# If it's not one thing, it's another... fin rot and head standing questions



## FlightsOfAngels (Oct 25, 2005)

I've recently become a Betta-phile, though my interest in them is strictly for pet purposes, not breeding. I'm perfectly content with my $3.47 Walmart Bettas, because those little guys need good homes too 

Anyway, here are my problems, and I'm hoping somebody can help me out here:

First, my beautiful dark blue male, Kevin, had a little bit of fin rot when I got him about 2 months ago. It wasn't on the tips of his fins, but rather, it started at the very base of his dorsal fin, right where it joins his body. It was a small spot a little bigger than a pin head. It got a little bigger, then suddenly, the whole front part of his fin turned loose from his body. Then he started showing signs of true fin rot, and his fins look just terrible. 

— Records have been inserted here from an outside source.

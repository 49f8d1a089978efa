use crate::list::arena::Ptr;
use crate::List;

const INSERTION_SORT_THRESHOLD: usize = 8;

/// A position in the list: a node, or `None` for the position past the back.
type Link = Option<Ptr>;

/// Stable in-place merge sort. Nodes are relinked, never reallocated, so
/// cursors keep pointing to the same elements.
pub(crate) fn merge_sort<T, F>(list: &mut List<T>, mut less: F)
where
    F: FnMut(&T, &T) -> bool,
{
    let (start, end) = (list.front_node(), None);
    if list.len() < 2 {
    } else if list.len() <= INSERTION_SORT_THRESHOLD {
        insertion_sort_range(list, start, end, &mut less);
    } else {
        merge_sort_range(list, start, end, &mut less);
    }
}

fn element<T>(list: &List<T>, link: Link) -> &T {
    match link {
        Some(ptr) => &list.node(ptr).element,
        None => unreachable!("the position past the back has no element"),
    }
}

fn less_at<T, F>(list: &List<T>, less: &mut F, a: Link, b: Link) -> bool
where
    F: FnMut(&T, &T) -> bool,
{
    less(element(list, a), element(list, b))
}

fn mid_of_range<T>(list: &List<T>, mut start: Link, end: Link) -> (Link, usize) {
    let mut mid = start;
    let mut len = 0;
    while start != end {
        len += 1;
        start = list.next_of(start);
        if start != end {
            len += 1;
            start = list.next_of(start);
            mid = list.next_of(mid);
        }
    }
    (mid, len)
}

fn merge_sort_range<T, F>(list: &mut List<T>, mut start: Link, end: Link, less: &mut F) -> Link
where
    F: FnMut(&T, &T) -> bool,
{
    let (mut mid, len) = mid_of_range(list, start, end);
    if len <= INSERTION_SORT_THRESHOLD {
        return insertion_sort_range(list, start, end, less);
    }

    if start != mid && list.next_of(start) != mid {
        start = merge_sort_range(list, start, mid, less);
    }
    if mid != end && list.next_of(mid) != end {
        mid = merge_sort_range(list, mid, end, less);
    }

    if start != mid && mid != end {
        start = merge_range(list, start, mid, end, less);
    }
    start
}

/// Merge the sorted ranges `start..mid` and `mid..end`, returning the new
/// front of the merged range.
fn merge_range<T, F>(list: &mut List<T>, mut start: Link, mid: Link, end: Link, less: &mut F) -> Link
where
    F: FnMut(&T, &T) -> bool,
{
    // `start..to_merge` is merged, `to_merge..end` is not. Runs from the
    // unmerged side are moved into the merged side one at a time.
    let (mut merged, merged_back, mut to_merge) = (start, list.prev_of(mid), mid);
    // Once the front of the unmerged range is not less than the back of the
    // merged range, everything is in order.
    while to_merge != end && less_at(list, less, to_merge, merged_back) {
        // Find the first `merged` with `*to_merge < *merged`.
        while merged != to_merge && !less_at(list, less, to_merge, merged) {
            merged = list.next_of(merged);
        }
        if merged == to_merge {
            break;
        }

        // Extend the run `to_merge..next_to_merge` while it stays below `*merged`.
        let mut next_to_merge = list.next_of(to_merge);
        while next_to_merge != end && less_at(list, less, next_to_merge, merged) {
            next_to_merge = list.next_of(next_to_merge);
        }
        if merged == start {
            start = to_merge;
        }
        let run_back = list.prev_of(next_to_merge);
        move_nodes(list, to_merge, run_back, merged);
        to_merge = next_to_merge;
    }
    start
}

/// Sort the non-empty range `start..end`, returning its new front.
fn insertion_sort_range<T, F>(list: &mut List<T>, mut start: Link, end: Link, less: &mut F) -> Link
where
    F: FnMut(&T, &T) -> bool,
{
    let (mut sorted_back, mut to_sort) = (start, list.next_of(start));
    loop {
        // Skip nodes already in order.
        while to_sort != end && !less_at(list, less, to_sort, sorted_back) {
            sorted_back = to_sort;
            to_sort = list.next_of(to_sort);
        }
        if to_sort == end {
            break;
        }
        // Find the first `sorted` with `*to_sort < *sorted`.
        let mut sorted = start;
        while sorted != to_sort && !less_at(list, less, to_sort, sorted) {
            sorted = list.next_of(sorted);
        }
        if sorted == start {
            start = to_sort;
        }
        let next = list.next_of(to_sort);
        move_node(list, std::mem::replace(&mut to_sort, next), sorted);
    }
    start
}

fn move_node<T>(list: &mut List<T>, from: Link, to: Link) {
    move_nodes(list, from, from, to);
}

/// Unlink `from_front..=from_back` and relink it right before `to`.
fn move_nodes<T>(list: &mut List<T>, from_front: Link, from_back: Link, to: Link) {
    let (before, after) = (list.prev_of(from_front), list.next_of(from_back));
    list.connect(before, after);
    let to_prev = list.prev_of(to);
    list.connect(to_prev, from_front);
    list.connect(from_back, to);
}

He lives in his own 2 gallon aquarium, and I've been pretty meticulous about keeping his water clean since I got him, which is why I can't figure out why this stubborn rot won't go away. I've started doing a full water change every 2 days, and I've taken the substrate out of the bottom of the tank to make it easier to siphon out the poo and uneaten food (I do that twice each day). I have started putting about 1/4 teaspoon of aquarium salt in his tank to try to ward off bacteria, and I started treating him with Betta-fix 4 days ago. None of this seems to be helping. His fins look worse now than they did last week. He's lost about 1/4 of his fin length. He seems healthy otherwise, and is still eating like a piggy. Any ideas on how to treat this nasty, stubborn fin rot situation? I bought some Maracyn-Two, but I haven't used it yet. If I can find another way to treat him besides antibiotics, I'd like to do that . I'm not a big fan of antib's.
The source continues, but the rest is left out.